Last year’s post was indeed about that – about Shabbat, about rainbows, even about the blessing for the Czar (link in that post). But that was last year, and this is this year, and it is a very different year indeed, with many new and additional blessings for me to think about.

I have spent the year since the last third of Elul engaged in a large amount of personal growth and introspection. I came to the conclusion that I was not made to be a high school teacher, a tutor, a physicist or any of the other careers with which I have tried and failed to give meaning to my life. It looks like the only thing that really makes me happy, aside from my family, is running my own business helping other people have better lives.

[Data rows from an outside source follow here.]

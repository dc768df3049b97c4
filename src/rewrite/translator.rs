use tracing::{info, warn};

use crate::config::TranslateConfig;
use super::{ChatClient, ChatMessage, RewriteOutcome, common::clean_reply};

/// Stateless single-call translator
pub struct Translator {
    client: Box<dyn ChatClient>,
    system_prompt: String,
    target_language: String,
}

impl Translator {
    pub fn new(client: Box<dyn ChatClient>, config: &TranslateConfig) -> Self {
        Self {
            client,
            system_prompt: config.system_instruction(),
            target_language: config.target_language.clone(),
        }
    }

    /// Translate `text`, falling back to the input on any failure
    pub async fn translate(&self, text: &str) -> RewriteOutcome {
        info!("Translating to {}: {}", self.target_language, text);

        let messages = [ChatMessage::system(self.system_prompt.clone()), ChatMessage::user(text)];

        match self.client.complete(&messages).await {
            Ok(reply) => match clean_reply(&reply) {
                Some(translation) => RewriteOutcome::Rewritten(translation),
                None => {
                    warn!("Translation came back empty, using original text");
                    RewriteOutcome::Fallback { text: text.to_string(), cause: "empty reply".to_string() }
                }
            },
            Err(e) => {
                warn!("Translation failed, using original text: {}", e);
                RewriteOutcome::Fallback { text: text.to_string(), cause: e.to_string() }
            }
        }
    }
}
use clap::{Parser, Subcommand};
use std::path::PathBuf;

#[derive(Parser)]
#[command(author, version, about, long_about = None)]
pub struct Args {
    /// Enable verbose logging
    #[arg(short, long)]
    pub verbose: bool,

    /// Configuration file path
    #[arg(short, long)]
    pub config: Option<PathBuf>,

    #[command(subcommand)]
    pub command: Commands,
}

#[derive(Subcommand)]
pub enum Commands {
    /// Generate a narrated vlog from a text and a list of images
    Generate {
        /// Travel notes, separated by punctuation
        #[arg(short, long)]
        text: String,

        /// Image paths, in display order
        #[arg(short, long, num_args = 1..)]
        images: Vec<PathBuf>,

        /// Directory whose images are appended to --images
        #[arg(long)]
        image_dir: Option<PathBuf>,

        /// Output video file
        #[arg(short, long)]
        output: PathBuf,

        /// Background music file (overrides the configured path)
        #[arg(long)]
        bgm: Option<PathBuf>,

        /// Seed for padding choices and caption colors
        #[arg(long)]
        seed: Option<u64>,
    },

    /// Translate a piece of text with the language model
    Translate {
        /// Text to translate
        text: String,
    },

    /// Show how a text would be split into segments, without any remote call
    Segments {
        /// Travel notes, separated by punctuation
        #[arg(short, long)]
        text: String,

        /// Number of images the segments are matched to
        #[arg(short = 'n', long)]
        count: usize,

        /// Seed for padding choices
        #[arg(long)]
        seed: Option<u64>,
    },

    /// List the speech engine's voices
    Voices,

    /// Write the default configuration file
    InitConfig {
        /// Output path
        #[arg(short, long, default_value = "tabi.toml")]
        output: PathBuf,
    },
}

My life as a blogger and writer is part of that – I do love writing, as you know, and some people think I do it well enough to do it in exchange for money. That is very gratifying, of course, but I find it is not sufficient. I need to have a personal connection with people, and I need to see for myself that I am helping them in some way.

That was the best thing about teaching, but the rigid disciplinary structure and the pressure of keeping up with the blasted curriculum did me in. Hanging out with the students and watching them grow was the part that I loved, but my health fell apart under the rest of it.

Ironically, it was my health issues that led me to where I am now. This autoimmune disease which has defined so much of my life is turning out to be something of a blessing in itself. I find that I can give support to others who are struggling to find ways of coping with similar issues, and even make a living doing so. Surely a blessed combination.

When I signed up for The Life Coaching School, I told Brooke, the owner and master coach, that I was there because my doom had caught up with me. I come from a long line of therapists and good witches. I’m not about to embark on a psychology degree at this stage of my life, but it is not necessary for what I want to do. With the tools I am learning from Brooke and my cohort along this journey, I can support people on their wellness journey, help them lose weight if they need to, and teach them mindset tools to improve their outlook on life.

I hope that by doing so, my life will indeed be a blessing.